Me voilà maintenant devant ma feuille blanche, après avoir animé un stage traitant des troubles de la sexualité dans le cadre d’un enseignement de psychopathologie suivi d’un autre, à Paris, questionnant les couples impossibles lors d’un travail sur les freins et les résistances.
Dans quelle direction aller ? Le sujet est si vaste. Je décide alors de me centrer sur ma posture et ma pratique, recevant depuis de nombreuses années des couples et des personnes pour des demandes de problématiques sexuelles.

Une des grilles de lecture que j’utilise régulièrement dans ma pratique est la suivante :
Comment le couple est-il en lien sur ces 3 plans :
• Psychique ➝ intellectuel
• Cœur ➝ affectif
• Génital ➝ sexuel

Aurais-je tendance à croire et faire croire que lorsque nous atteignons une harmonie sur ces trois plans le bonheur est à notre porte ? Qu’en est-il des personnes ou des couples qui sont dans l’impossibilité d’y parvenir ? Peut-on évoquer la sexualité du couple ou la sexualité de 2 personnes au sein de leur relation ?

Nous avons l’habitude de faire travailler nos clients sur leurs histoires de vie, leurs croyances, les influences qui jalonnent leurs existences. Le champ de la sexualité est considérablement soumis à ces 3 facteurs. Nous pouvons alors conjuguer ces items à la grille de lecture et nous voilà en route pour aider nos clients à se situer dans leurs relations.

Un des facteurs d’influences que nous rencontrons souvent, est celui de la tradition judéo-chrétienne. Il n’est pas si éloigné le temps où l’église évangélisait à coup de diable, de confessions et du péché de chair. Guy Bechtel*, historien, décrit dans un ouvrage remarquable comment les prêtres, grâce à l’usage de la confession, contrôlaient la vie sexuelle des fidèles.

Nous pourrions nous hâter de penser qu’aujourd’hui tout le monde est dégagé de ces caractères d’influences. Il n’en est rien. Chaque jour j’entends à quel point de nombreuses personnes restent piégées sous le joug de cette culture religieuse qui exerce des freins et entraîne de la culpabilité jusqu’à empêcher la jouissance engendrée par la sexualité.
Oui, ça y est, je l’ai écrit ce mot : jouir !
Jouir, jouir oh oui je jouiiiis !!!

Ne sommes-nous pas aujourd’hui à l’opposé de cette culture culpabilisante du péché de la chair, lorsque nous nous obligeons à la jouissance ? N’est-il pas devenu suspect de ne pas orgasmer de nos jours, peu importe les moyens (enfin presque) ? D’une forme de culpabilité nous sommes en marche vers une autre. Culpabilisé il y encore peu de temps de vouloir jouir, culpabilisé aujourd’hui de ne pas y arriver…

Nos magasines regorgent à ce propos de nombreux conseils pour y parvenir :
• Comment la faire jouir à chaque fois…
• 40 trucs pour atteindre l’orgasme à tous les coups…
• L’orgasme simultané, c’est possible…, etc, etc.
Et nous voici aujourd’hui face à la tyrannie du plaisir !

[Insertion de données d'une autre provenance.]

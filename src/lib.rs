//! # Prayer Display Core Library
//!
//! This library provides the data model and cycle components for a small
//! e-ink display node: wake, fetch a JSON document of daily prayer times and
//! a weather forecast, render it (or an error panel), compute the seconds
//! until the next wake target, and hand off to a low-power sleep timer.
//!
//! ## Design Philosophy
//!
//! ### Cycle-scoped values
//! Every run is a fresh, blank-slate cycle. Nothing in this crate persists
//! across a sleep boundary: each cycle constructs its snapshot types fresh,
//! threads them through the pipeline as plain values, and drops them at the
//! end. There is no ambient mutable state and no cross-cycle identity.
//!
//! ### Total defaulting
//! The remote payload is produced by scrapers and third-party APIs, so any
//! single field can be absent or mis-typed on any given day. Field reads
//! never fail: an absent or malformed value collapses to the field's
//! sentinel (`"N/A"`, `0`, `0.0`, `""`). Only two conditions fail a whole
//! cycle: the payload not parsing at all, and the `prayer_times` anchor
//! section missing. See [`payload`].
//!
//! ### Injected collaborators
//! The network transport ([`acquire::Transport`]), wall clock
//! ([`wake::Clock`]), frame sink ([`renderer::FrameSink`]) and sleep timer
//! ([`cycle::SleepTimer`]) are all traits, so the whole cycle runs against
//! mocks on a development host.
//!
//! ## Core Types
//!
//! - [`PrayerTimes`]: the six daily times plus an optional location label
//! - [`WeatherSnapshot`]: current conditions
//! - [`ForecastEntry`]: one day of the short forecast strip
//! - [`DisplaySnapshot`]: everything one successful cycle renders
//! - [`CycleOutcome`]: the single success/failure decision point

use serde::{Deserialize, Serialize};

// Module declarations
pub mod acquire;
pub mod config;
pub mod cycle;
pub mod epd7in3f;
pub mod icons;
pub mod payload;
pub mod renderer;
pub mod wake;

/// Sentinel shown for any time-of-day or condition string the payload did
/// not provide.
pub const SENTINEL: &str = "N/A";

/// The six daily prayer times plus an optional location label.
///
/// Invariant: every field always holds a defined value. Fields start at the
/// [`SENTINEL`] (location starts empty) and are only ever overwritten with
/// actual payload strings, so the renderer never has to handle an unset
/// state.
#[derive(Clone, Debug, PartialEq, Serialize, Deserialize)]
pub struct PrayerTimes {
    /// Dawn prayer (e.g. "04:12")
    pub fajr: String,
    /// Sunrise
    pub shuruq: String,
    /// Midday prayer
    pub dhuhr: String,
    /// Afternoon prayer
    pub asr: String,
    /// Sunset prayer
    pub maghrib: String,
    /// Night prayer
    pub isha: String,
    /// Location label shown in the header, empty if the payload has none
    pub location: String,
}

impl Default for PrayerTimes {
    fn default() -> Self {
        PrayerTimes {
            fajr: SENTINEL.to_string(),
            shuruq: SENTINEL.to_string(),
            dhuhr: SENTINEL.to_string(),
            asr: SENTINEL.to_string(),
            maghrib: SENTINEL.to_string(),
            isha: SENTINEL.to_string(),
            location: String::new(),
        }
    }
}

impl PrayerTimes {
    /// Label/value pairs in display order, for row-by-row rendering.
    pub fn rows(&self) -> [(&'static str, &str); 6] {
        [
            ("Fajr", self.fajr.as_str()),
            ("Shuruq", self.shuruq.as_str()),
            ("Dhuhr", self.dhuhr.as_str()),
            ("Asr", self.asr.as_str()),
            ("Maghrib", self.maghrib.as_str()),
            ("Isha", self.isha.as_str()),
        ]
    }
}

/// Current weather conditions.
///
/// Same total-defaulting invariant as [`PrayerTimes`]: numeric fields
/// default to zero, strings to the sentinel (icon code to empty, since it is
/// never shown as text).
#[derive(Clone, Debug, PartialEq, Serialize, Deserialize)]
pub struct WeatherSnapshot {
    /// Temperature in °C, rounded by the data source
    pub temperature: i32,
    /// Apparent temperature in °C
    pub feels_like: i32,
    /// Relative humidity in percent
    pub humidity: i32,
    /// Condition label, e.g. "Clouds"
    pub condition: String,
    /// Wind speed in m/s
    pub wind_speed: f32,
    /// OpenWeatherMap icon code, e.g. "04d"
    pub icon: String,
}

impl Default for WeatherSnapshot {
    fn default() -> Self {
        WeatherSnapshot {
            temperature: 0,
            feels_like: 0,
            humidity: 0,
            condition: SENTINEL.to_string(),
            wind_speed: 0.0,
            icon: String::new(),
        }
    }
}

/// One day of the short forecast strip.
#[derive(Clone, Debug, PartialEq, Serialize, Deserialize)]
pub struct ForecastEntry {
    /// Short date label, e.g. "Sat 30"
    pub date: String,
    /// Daily high in °C
    pub high: i32,
    /// Daily low in °C
    pub low: i32,
    /// Condition label used for pictogram classification
    pub condition: String,
}

impl Default for ForecastEntry {
    fn default() -> Self {
        ForecastEntry {
            date: SENTINEL.to_string(),
            high: 0,
            low: 0,
            condition: SENTINEL.to_string(),
        }
    }
}

/// Everything one successful cycle renders.
///
/// The forecast sequence is already capped at the configured card capacity
/// by the decoder; the renderer never re-truncates.
#[derive(Clone, Debug, Default, PartialEq, Serialize, Deserialize)]
pub struct DisplaySnapshot {
    pub prayers: PrayerTimes,
    pub weather: WeatherSnapshot,
    pub forecast: Vec<ForecastEntry>,
    /// Payload production timestamp, shown as a footer when present
    pub updated: String,
}

/// The single per-cycle decision point consumed by the render dispatcher.
///
/// Exactly one of these is produced per cycle. `Failed` carries the closed
/// reason taxonomy; everything softer than these reasons has already been
/// absorbed by defaulting before an outcome exists.
#[derive(Clone, Debug, PartialEq)]
pub enum CycleOutcome {
    Rendered(DisplaySnapshot),
    Failed(FailureReason),
}

/// Closed failure taxonomy surfaced on the error panel.
#[derive(Clone, Debug, PartialEq, thiserror::Error)]
pub enum FailureReason {
    /// Could not establish a network link at all
    #[error("WiFi failed")]
    NetworkUnavailable,
    /// The request went out but did not produce a usable body
    #[error(transparent)]
    Acquire(#[from] acquire::AcquireError),
    /// The body could not be minimally parsed
    #[error(transparent)]
    Decode(#[from] payload::DecodeError),
}
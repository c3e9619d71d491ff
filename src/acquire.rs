//! # Network Acquisition
//!
//! This module obtains the raw payload bytes from the remote data source.
//! The transport is a trait so the cycle controller can run against a mock
//! on a development host; the real implementation uses `reqwest` over
//! rustls.
//!
//! Layering: this module performs exactly one request per `fetch` call and
//! never retries. The bounded retry budget (and its backoff) belongs to the
//! cycle controller, which re-invokes `fetch` a configured number of times.
//!
//! `connect` is the link-establishment step. On the original battery
//! hardware that is joining the WiFi network; on a hosted build it is
//! constructing the TLS-capable HTTP client, which is the first point where
//! link setup can fail.

use crate::config::SourceConfig;
use std::future::Future;
use std::time::Duration;
use thiserror::Error;

/// Link establishment failed; the cycle cannot reach the network at all.
#[derive(Clone, Debug, PartialEq, Error)]
#[error("WiFi failed")]
pub struct ConnectError;

/// A request went out on an established link but produced no usable body.
#[derive(Clone, Debug, PartialEq, Error)]
pub enum AcquireError {
    /// The server answered with a non-success status code
    #[error("HTTP {0}")]
    Status(u16),
    /// Timeout, connection reset, TLS failure, or any other link-level error
    #[error("HTTP transport error")]
    Transport,
}

/// The network collaborator: establish a link once, then fetch byte bodies.
///
/// `fetch` returns the full response body as opaque bytes; content
/// validation belongs to the payload decoder.
pub trait Transport {
    /// Establish the link. Called exactly once per cycle, before any fetch.
    fn connect(&mut self) -> Result<(), ConnectError>;

    /// Issue a single GET request and return the whole body.
    fn fetch(&self, url: &str) -> impl Future<Output = Result<Vec<u8>, AcquireError>> + Send;
}

/// Production transport backed by `reqwest`.
///
/// The client is built in `connect` so that TLS/client construction failures
/// surface as the link-establishment failure they are, and `fetch` can take
/// `&self`.
pub struct HttpTransport {
    timeout: Duration,
    max_redirects: usize,
    client: Option<reqwest::Client>,
}

impl HttpTransport {
    pub fn new(source: &SourceConfig) -> Self {
        HttpTransport {
            timeout: Duration::from_secs(source.timeout_secs),
            max_redirects: source.max_redirects,
            client: None,
        }
    }
}

impl Transport for HttpTransport {
    fn connect(&mut self) -> Result<(), ConnectError> {
        let client = reqwest::Client::builder()
            .timeout(self.timeout)
            .redirect(reqwest::redirect::Policy::limited(self.max_redirects))
            .build()
            .map_err(|e| {
                log::error!("building HTTP client failed: {e}");
                ConnectError
            })?;
        self.client = Some(client);
        Ok(())
    }

    async fn fetch(&self, url: &str) -> Result<Vec<u8>, AcquireError> {
        // connect() ran first in the cycle sequence; a missing client means
        // the link was never established.
        let client = self.client.as_ref().ok_or(AcquireError::Transport)?;

        let response = client.get(url).send().await.map_err(|e| {
            log::warn!("request failed: {e}");
            AcquireError::Transport
        })?;

        let status = response.status();
        if !status.is_success() {
            log::warn!("server answered {status}");
            return Err(AcquireError::Status(status.as_u16()));
        }

        let body = response.bytes().await.map_err(|e| {
            log::warn!("reading response body failed: {e}");
            AcquireError::Transport
        })?;

        log::debug!("fetched {} bytes", body.len());
        Ok(body.to_vec())
    }
}
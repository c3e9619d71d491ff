// Character-device GPIO lines for the panel control signals.
//
// Each pin remembers which panel signal it carries so a wiring or
// permission problem names the signal and BCM offset, not just an errno.

use gpio_cdev::{Chip, LineHandle, LineRequestFlags};
use prayer_display_lib::epd7in3f::{EpdError, GpioPin, InputPin};

const CONSUMER: &str = "prayer-display";

fn request_line(
    chip: &mut Chip,
    offset: u32,
    flags: LineRequestFlags,
    signal: &'static str,
) -> Result<LineHandle, EpdError> {
    chip.get_line(offset)
        .and_then(|line| line.request(flags, 0, CONSUMER))
        .map_err(|e| EpdError(format!("{signal} signal (GPIO {offset}): {e}")))
}

/// Output line driving one of the panel's CS/DC/RST signals.
pub struct CdevOutputPin {
    line: LineHandle,
    signal: &'static str,
}

impl CdevOutputPin {
    pub fn new(chip: &mut Chip, offset: u32, signal: &'static str) -> Result<Self, EpdError> {
        let line = request_line(chip, offset, LineRequestFlags::OUTPUT, signal)?;
        Ok(Self { line, signal })
    }

    fn set(&mut self, value: u8) -> Result<(), EpdError> {
        self.line
            .set_value(value)
            .map_err(|e| EpdError(format!("{} signal: {e}", self.signal)))
    }
}

impl GpioPin for CdevOutputPin {
    fn set_high(&mut self) -> Result<(), EpdError> {
        self.set(1)
    }
    fn set_low(&mut self) -> Result<(), EpdError> {
        self.set(0)
    }
}

/// Input line reading the panel's BUSY signal.
pub struct CdevInputPin {
    line: LineHandle,
    signal: &'static str,
}

impl CdevInputPin {
    pub fn new(chip: &mut Chip, offset: u32, signal: &'static str) -> Result<Self, EpdError> {
        let line = request_line(chip, offset, LineRequestFlags::INPUT, signal)?;
        Ok(Self { line, signal })
    }
}

impl InputPin for CdevInputPin {
    fn is_high(&self) -> Result<bool, EpdError> {
        let value = self
            .line
            .get_value()
            .map_err(|e| EpdError(format!("{} signal: {e}", self.signal)))?;
        Ok(value == 1)
    }
}
//! End-to-end cycle scenarios over mock collaborators.

mod cycle_tests;
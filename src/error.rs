use axum::{
    http::StatusCode,
    response::{IntoResponse, Response},
    Json,
};
use serde::Serialize;
use std::fmt::Display;

pub type AppResult<T> = Result<T, AppError>;

#[derive(Debug)]
pub struct AppError {
    status: StatusCode,
    message: String,
}

impl AppError {
    pub fn new(status: StatusCode, message: impl Into<String>) -> Self {
        Self {
            status,
            message: message.into(),
        }
    }

    pub fn bad_request(message: impl Into<String>) -> Self {
        Self::new(StatusCode::BAD_REQUEST, message)
    }

    pub fn forbidden(message: impl Into<String>) -> Self {
        Self::new(StatusCode::FORBIDDEN, message)
    }

    pub fn not_found() -> Self {
        Self::new(StatusCode::NOT_FOUND, "document not found")
    }

    pub fn internal<E: Display>(error: E) -> Self {
        Self::new(StatusCode::INTERNAL_SERVER_ERROR, error.to_string())
    }

    pub fn status(&self) -> StatusCode {
        self.status
    }
}

impl IntoResponse for AppError {
    fn into_response(self) -> Response {
        let status = self.status;
        let body = Json(ErrorResponse {
            error: self.message,
        });
        (status, body).into_response()
    }
}

#[derive(Serialize)]
struct ErrorResponse {
    error: String,
}

impl From<diesel::result::Error> for AppError {
    fn from(value: diesel::result::Error) -> Self {
        match value {
            diesel::result::Error::NotFound => AppError::not_found(),
            _ => AppError::internal(value),
        }
    }
}

impl From<anyhow::Error> for AppError {
    fn from(value: anyhow::Error) -> Self {
        AppError::internal(value)
    }
}

impl From<std::io::Error> for AppError {
    fn from(value: std::io::Error) -> Self {
        AppError::internal(value)
    }
}

impl From<serde_json::Error> for AppError {
    fn from(value: serde_json::Error) -> Self {
        AppError::internal(value)
    }
}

Jean-Claude Guillebaud*, journaliste, revisite différents savoirs dictant nos réflexions contemporaines tant dans le domaine de la psychanalyse, que dans ceux de la théologie, de la politique, de la démographie, de l’économie et de la criminologie. Tous ces domaines s’intéressent à la sexualité et exercent des caractères d’influence sur la sexualité de couple contemporain ; la contraception guidant un peu plus aisément les couples face à ces différents déterminismes.
Oui la question du sexuel dans la cité est vaste et interroge notre société. Il m’arrive souvent de dire que mai 68 n’a pas libéré la société de la répression sexuelle. Il a produit de nouvelles données et de nouveaux comportements qui contraignent un certain nombre de personnes à devoir jouir, entraînant une nouvelle souffrance pour ceux qui n’arrivent pas, mais plus pour les raisons d’autrefois.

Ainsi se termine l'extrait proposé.